─── DATA RECORDS
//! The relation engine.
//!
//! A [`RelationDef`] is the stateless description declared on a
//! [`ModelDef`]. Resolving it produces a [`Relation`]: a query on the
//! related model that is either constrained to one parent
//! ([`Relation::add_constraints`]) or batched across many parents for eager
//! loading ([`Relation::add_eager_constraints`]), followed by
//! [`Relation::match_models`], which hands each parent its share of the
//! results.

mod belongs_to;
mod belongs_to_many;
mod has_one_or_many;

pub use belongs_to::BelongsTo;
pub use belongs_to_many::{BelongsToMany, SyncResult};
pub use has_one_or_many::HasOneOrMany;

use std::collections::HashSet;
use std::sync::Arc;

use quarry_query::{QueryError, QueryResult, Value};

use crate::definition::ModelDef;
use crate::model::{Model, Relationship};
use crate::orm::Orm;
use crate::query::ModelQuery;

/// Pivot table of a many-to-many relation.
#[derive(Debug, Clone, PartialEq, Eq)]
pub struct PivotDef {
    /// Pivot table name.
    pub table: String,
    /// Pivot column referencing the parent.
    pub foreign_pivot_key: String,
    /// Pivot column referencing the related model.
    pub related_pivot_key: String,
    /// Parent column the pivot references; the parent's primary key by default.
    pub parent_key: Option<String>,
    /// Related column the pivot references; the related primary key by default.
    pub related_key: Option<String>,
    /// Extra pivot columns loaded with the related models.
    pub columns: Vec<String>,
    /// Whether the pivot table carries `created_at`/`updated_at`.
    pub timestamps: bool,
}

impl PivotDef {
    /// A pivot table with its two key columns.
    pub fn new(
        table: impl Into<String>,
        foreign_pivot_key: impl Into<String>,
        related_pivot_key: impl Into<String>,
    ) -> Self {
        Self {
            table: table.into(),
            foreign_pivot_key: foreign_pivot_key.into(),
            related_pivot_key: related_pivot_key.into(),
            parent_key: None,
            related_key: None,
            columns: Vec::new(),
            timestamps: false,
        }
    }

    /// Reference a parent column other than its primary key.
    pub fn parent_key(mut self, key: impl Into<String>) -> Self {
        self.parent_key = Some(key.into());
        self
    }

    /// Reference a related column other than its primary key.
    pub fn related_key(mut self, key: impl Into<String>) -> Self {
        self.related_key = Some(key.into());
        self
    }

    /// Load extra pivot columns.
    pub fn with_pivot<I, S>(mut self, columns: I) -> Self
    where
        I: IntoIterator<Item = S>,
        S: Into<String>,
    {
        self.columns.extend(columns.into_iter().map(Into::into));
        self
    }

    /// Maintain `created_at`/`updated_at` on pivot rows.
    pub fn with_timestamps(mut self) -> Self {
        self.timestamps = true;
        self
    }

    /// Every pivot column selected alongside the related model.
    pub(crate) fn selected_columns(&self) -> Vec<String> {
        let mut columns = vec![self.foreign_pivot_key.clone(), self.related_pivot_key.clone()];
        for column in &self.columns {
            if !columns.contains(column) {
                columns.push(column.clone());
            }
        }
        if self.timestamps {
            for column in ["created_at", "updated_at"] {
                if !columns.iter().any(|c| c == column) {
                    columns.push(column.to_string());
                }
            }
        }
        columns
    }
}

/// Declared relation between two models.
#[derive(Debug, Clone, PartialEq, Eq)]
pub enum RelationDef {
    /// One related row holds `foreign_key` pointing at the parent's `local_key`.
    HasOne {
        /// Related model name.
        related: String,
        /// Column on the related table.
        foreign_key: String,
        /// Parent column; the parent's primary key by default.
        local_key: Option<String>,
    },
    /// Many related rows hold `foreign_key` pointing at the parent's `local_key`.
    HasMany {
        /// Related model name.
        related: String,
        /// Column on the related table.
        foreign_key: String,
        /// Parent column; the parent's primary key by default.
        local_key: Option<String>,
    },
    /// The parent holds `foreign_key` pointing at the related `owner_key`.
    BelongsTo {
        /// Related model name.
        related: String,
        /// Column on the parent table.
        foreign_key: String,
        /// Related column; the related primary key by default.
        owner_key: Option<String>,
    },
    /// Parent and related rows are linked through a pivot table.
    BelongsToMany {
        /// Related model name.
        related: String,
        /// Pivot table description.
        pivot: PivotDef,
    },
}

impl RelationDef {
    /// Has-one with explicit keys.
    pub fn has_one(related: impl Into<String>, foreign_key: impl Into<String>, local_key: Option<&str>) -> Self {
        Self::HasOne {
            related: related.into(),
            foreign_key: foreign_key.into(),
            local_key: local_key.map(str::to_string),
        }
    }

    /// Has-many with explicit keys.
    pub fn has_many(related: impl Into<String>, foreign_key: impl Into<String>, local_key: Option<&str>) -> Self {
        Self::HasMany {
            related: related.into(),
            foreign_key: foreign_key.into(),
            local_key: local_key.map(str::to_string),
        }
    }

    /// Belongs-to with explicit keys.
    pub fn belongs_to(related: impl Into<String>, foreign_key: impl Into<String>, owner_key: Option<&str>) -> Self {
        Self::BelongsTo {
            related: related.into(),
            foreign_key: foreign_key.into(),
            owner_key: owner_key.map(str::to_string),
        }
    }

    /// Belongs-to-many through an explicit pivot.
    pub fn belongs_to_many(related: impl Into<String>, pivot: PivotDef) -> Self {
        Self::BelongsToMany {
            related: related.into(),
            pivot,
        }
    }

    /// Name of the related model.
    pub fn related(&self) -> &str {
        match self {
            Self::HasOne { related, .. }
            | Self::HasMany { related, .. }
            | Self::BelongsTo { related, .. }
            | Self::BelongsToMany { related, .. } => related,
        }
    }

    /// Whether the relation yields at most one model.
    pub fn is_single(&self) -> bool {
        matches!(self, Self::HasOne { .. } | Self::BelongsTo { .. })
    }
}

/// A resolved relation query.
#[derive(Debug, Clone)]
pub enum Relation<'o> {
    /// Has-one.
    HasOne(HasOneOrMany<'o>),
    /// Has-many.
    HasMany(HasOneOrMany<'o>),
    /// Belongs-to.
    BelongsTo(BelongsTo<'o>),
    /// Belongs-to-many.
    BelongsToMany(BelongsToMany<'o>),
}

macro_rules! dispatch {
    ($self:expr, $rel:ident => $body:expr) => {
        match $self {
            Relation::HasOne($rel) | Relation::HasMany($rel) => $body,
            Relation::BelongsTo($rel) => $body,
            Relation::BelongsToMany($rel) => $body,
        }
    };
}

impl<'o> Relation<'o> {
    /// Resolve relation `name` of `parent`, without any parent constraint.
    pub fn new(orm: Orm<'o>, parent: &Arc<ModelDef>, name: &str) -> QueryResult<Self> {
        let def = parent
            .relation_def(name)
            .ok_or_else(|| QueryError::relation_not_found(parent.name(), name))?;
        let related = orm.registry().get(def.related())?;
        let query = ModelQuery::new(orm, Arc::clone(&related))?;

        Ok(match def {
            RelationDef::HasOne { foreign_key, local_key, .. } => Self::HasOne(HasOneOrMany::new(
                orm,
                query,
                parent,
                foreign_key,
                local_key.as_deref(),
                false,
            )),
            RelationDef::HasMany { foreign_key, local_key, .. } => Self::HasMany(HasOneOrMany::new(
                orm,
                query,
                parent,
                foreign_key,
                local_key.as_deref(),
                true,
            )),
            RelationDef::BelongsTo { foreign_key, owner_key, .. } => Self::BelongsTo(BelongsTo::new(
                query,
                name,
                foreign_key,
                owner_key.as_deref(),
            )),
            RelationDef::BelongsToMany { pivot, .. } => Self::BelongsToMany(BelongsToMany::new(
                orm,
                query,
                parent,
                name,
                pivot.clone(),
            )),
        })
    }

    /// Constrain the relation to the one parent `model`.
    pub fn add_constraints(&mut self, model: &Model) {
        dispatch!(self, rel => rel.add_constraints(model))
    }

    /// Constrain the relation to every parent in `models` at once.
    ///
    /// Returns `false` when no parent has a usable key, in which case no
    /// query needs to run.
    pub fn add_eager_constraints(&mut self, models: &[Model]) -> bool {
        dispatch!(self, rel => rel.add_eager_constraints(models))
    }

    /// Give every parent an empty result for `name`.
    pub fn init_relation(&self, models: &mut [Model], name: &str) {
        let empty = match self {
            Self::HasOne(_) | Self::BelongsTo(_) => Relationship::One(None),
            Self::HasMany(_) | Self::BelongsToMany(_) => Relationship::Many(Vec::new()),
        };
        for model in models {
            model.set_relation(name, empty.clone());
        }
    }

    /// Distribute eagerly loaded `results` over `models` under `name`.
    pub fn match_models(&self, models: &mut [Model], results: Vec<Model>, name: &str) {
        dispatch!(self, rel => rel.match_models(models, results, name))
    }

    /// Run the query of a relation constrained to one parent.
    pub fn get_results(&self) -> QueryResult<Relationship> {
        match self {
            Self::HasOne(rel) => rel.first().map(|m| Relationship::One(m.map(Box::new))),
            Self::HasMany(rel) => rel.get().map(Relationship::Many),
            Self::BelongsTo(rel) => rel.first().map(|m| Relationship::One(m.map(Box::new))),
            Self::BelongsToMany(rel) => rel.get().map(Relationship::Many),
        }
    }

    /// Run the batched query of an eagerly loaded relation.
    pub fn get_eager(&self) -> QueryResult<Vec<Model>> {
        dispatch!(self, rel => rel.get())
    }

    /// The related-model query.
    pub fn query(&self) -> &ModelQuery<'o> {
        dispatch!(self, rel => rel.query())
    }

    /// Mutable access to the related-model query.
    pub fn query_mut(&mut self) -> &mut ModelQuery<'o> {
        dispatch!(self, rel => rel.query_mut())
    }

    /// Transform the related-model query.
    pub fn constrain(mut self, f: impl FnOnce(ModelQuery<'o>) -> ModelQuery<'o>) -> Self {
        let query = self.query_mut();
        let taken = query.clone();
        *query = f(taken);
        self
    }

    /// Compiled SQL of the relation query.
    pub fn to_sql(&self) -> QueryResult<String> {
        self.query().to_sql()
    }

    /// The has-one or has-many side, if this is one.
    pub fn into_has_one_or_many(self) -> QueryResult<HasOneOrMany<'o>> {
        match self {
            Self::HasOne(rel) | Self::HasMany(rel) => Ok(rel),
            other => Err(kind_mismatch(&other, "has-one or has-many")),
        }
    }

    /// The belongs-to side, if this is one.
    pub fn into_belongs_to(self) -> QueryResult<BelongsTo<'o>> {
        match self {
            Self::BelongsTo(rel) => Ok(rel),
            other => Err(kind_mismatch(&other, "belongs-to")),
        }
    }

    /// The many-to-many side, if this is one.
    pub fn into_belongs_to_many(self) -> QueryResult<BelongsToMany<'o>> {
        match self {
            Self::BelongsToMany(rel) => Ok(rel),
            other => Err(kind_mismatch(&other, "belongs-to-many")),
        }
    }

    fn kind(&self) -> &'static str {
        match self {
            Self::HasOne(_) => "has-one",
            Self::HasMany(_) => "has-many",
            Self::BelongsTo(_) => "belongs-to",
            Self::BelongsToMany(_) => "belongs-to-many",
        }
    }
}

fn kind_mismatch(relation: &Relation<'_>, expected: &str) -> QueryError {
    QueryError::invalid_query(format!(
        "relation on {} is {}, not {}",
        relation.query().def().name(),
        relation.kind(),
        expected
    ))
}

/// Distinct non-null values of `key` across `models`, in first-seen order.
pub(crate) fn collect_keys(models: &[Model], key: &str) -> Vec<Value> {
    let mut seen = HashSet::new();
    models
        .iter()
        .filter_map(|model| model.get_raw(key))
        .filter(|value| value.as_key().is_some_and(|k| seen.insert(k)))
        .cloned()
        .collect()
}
──────
> THE TASK:
The expected response is the material above given again line by line, from its first line to the line holding "pub use has_one_or_many::HasOneOrMany;", inclusive.

> TASK ANSWER:
//! The relation engine.
//!
//! A [`RelationDef`] is the stateless description declared on a
//! [`ModelDef`]. Resolving it produces a [`Relation`]: a query on the
//! related model that is either constrained to one parent
//! ([`Relation::add_constraints`]) or batched across many parents for eager
//! loading ([`Relation::add_eager_constraints`]), followed by
//! [`Relation::match_models`], which hands each parent its share of the
//! results.

mod belongs_to;
mod belongs_to_many;
mod has_one_or_many;

pub use belongs_to::BelongsTo;
pub use belongs_to_many::{BelongsToMany, SyncResult};
pub use has_one_or_many::HasOneOrMany;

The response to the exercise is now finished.